Copy exactly the stretch of data below from the line with "per language code" through the line with "Minimal ngram size", including both of those lines.

(Entries taken from a collection)
══════════════════════════════
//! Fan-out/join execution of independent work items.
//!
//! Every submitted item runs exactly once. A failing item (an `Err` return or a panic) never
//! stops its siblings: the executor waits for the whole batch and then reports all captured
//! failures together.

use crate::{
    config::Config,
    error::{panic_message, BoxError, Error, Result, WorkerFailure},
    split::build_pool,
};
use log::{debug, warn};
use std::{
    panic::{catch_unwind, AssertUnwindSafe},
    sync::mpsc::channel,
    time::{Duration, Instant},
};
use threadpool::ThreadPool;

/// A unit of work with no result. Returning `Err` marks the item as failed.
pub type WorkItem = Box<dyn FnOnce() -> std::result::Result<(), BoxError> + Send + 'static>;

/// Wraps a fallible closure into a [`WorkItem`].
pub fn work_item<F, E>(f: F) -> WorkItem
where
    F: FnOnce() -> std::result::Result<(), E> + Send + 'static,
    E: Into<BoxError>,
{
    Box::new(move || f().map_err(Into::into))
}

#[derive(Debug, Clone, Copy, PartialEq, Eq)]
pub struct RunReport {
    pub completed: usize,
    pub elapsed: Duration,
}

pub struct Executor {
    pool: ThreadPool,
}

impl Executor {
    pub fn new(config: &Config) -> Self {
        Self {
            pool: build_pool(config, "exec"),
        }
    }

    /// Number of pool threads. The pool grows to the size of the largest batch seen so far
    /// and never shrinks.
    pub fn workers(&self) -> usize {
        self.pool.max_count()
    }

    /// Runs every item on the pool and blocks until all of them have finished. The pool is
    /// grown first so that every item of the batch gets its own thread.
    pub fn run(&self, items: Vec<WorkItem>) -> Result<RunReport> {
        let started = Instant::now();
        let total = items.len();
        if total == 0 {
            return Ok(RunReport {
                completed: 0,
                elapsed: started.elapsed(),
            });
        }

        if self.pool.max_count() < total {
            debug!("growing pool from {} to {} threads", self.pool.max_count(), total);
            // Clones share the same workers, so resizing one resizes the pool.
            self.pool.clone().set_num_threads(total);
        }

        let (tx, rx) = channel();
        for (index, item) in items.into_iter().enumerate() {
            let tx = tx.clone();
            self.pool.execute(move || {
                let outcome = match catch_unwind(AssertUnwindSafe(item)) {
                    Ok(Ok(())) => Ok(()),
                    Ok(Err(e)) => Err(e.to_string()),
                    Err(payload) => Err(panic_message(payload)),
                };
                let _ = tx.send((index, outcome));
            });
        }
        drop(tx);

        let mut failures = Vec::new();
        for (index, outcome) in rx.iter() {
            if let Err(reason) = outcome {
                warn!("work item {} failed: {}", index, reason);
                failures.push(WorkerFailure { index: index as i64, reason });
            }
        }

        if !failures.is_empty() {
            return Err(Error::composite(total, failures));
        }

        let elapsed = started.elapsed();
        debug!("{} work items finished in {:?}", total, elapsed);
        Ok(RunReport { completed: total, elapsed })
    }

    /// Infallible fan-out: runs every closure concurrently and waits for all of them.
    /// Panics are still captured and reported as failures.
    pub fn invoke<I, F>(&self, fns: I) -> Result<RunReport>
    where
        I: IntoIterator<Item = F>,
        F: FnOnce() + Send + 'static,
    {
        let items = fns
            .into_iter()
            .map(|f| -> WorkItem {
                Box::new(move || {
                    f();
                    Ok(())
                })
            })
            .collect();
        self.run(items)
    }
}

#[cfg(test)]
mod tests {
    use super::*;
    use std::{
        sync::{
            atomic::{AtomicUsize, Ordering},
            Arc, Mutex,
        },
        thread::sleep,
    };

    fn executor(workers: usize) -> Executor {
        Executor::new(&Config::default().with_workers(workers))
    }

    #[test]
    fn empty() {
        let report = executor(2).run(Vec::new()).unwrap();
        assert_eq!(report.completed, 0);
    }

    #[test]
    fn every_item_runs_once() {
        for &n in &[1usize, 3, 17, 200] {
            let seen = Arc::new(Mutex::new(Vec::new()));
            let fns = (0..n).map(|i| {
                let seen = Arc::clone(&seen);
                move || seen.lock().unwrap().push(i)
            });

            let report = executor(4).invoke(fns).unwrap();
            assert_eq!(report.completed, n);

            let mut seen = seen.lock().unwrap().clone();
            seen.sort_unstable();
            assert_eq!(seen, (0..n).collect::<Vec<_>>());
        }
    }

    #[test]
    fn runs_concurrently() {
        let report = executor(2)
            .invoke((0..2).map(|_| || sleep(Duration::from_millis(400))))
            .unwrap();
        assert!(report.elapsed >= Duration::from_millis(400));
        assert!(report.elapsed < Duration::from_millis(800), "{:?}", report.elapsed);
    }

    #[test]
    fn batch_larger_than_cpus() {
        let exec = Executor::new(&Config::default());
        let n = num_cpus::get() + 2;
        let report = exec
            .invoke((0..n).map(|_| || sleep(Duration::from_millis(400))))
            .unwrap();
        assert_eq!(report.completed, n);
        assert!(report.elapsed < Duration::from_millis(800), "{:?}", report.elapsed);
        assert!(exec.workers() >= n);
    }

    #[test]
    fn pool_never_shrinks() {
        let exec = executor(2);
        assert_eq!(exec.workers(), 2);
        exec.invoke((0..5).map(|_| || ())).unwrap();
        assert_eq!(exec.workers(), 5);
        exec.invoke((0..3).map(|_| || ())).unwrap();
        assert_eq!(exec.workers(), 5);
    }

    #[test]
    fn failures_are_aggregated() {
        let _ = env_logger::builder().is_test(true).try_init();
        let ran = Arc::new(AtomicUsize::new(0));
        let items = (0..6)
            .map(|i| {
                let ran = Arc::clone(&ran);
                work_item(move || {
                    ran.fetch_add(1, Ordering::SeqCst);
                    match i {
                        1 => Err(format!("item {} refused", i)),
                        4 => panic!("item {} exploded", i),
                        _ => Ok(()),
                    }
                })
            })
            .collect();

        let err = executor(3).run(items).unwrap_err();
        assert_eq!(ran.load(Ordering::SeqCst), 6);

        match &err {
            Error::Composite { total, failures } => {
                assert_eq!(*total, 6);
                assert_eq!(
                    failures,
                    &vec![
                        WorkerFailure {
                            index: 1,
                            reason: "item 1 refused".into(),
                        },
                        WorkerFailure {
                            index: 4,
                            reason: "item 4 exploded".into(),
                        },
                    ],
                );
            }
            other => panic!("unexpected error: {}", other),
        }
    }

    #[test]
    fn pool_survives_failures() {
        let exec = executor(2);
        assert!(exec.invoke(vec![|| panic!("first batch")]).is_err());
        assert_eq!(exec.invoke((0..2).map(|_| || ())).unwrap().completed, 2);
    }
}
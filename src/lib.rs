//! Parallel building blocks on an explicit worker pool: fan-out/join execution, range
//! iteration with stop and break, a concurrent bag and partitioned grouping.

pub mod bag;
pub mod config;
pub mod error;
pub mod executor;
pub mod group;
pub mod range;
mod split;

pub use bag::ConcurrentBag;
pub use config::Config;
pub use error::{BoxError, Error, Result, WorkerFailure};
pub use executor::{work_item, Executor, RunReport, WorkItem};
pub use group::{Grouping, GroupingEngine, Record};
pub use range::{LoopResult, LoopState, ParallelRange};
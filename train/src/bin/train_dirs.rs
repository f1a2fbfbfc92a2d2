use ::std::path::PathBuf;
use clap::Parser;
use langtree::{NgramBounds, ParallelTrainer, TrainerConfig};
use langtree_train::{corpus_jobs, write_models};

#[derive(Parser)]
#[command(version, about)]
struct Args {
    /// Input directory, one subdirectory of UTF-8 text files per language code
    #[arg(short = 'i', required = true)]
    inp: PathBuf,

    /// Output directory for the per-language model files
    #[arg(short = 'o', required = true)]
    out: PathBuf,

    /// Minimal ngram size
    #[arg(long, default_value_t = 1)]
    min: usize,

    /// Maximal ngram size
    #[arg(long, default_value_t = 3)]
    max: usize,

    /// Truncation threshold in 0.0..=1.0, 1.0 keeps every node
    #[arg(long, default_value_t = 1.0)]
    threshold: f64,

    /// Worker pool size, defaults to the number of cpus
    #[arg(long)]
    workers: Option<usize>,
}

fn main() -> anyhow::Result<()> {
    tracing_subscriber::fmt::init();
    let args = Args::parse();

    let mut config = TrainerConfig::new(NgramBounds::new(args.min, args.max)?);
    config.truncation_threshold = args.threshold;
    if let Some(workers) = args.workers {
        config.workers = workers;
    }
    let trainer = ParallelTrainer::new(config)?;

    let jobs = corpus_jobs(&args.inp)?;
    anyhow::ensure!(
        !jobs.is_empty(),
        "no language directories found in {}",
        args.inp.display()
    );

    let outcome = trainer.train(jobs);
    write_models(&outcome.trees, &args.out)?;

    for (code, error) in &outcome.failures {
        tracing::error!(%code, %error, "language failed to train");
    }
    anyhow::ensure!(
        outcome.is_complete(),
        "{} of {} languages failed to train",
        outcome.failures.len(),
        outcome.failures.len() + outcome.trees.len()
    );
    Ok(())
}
══════════════════════════════
EXERCISE SOLUTION:
    /// Input directory, one subdirectory of UTF-8 text files per language code
    #[arg(short = 'i', required = true)]
    inp: PathBuf,

    /// Output directory for the per-language model files
    #[arg(short = 'o', required = true)]
    out: PathBuf,

    /// Minimal ngram size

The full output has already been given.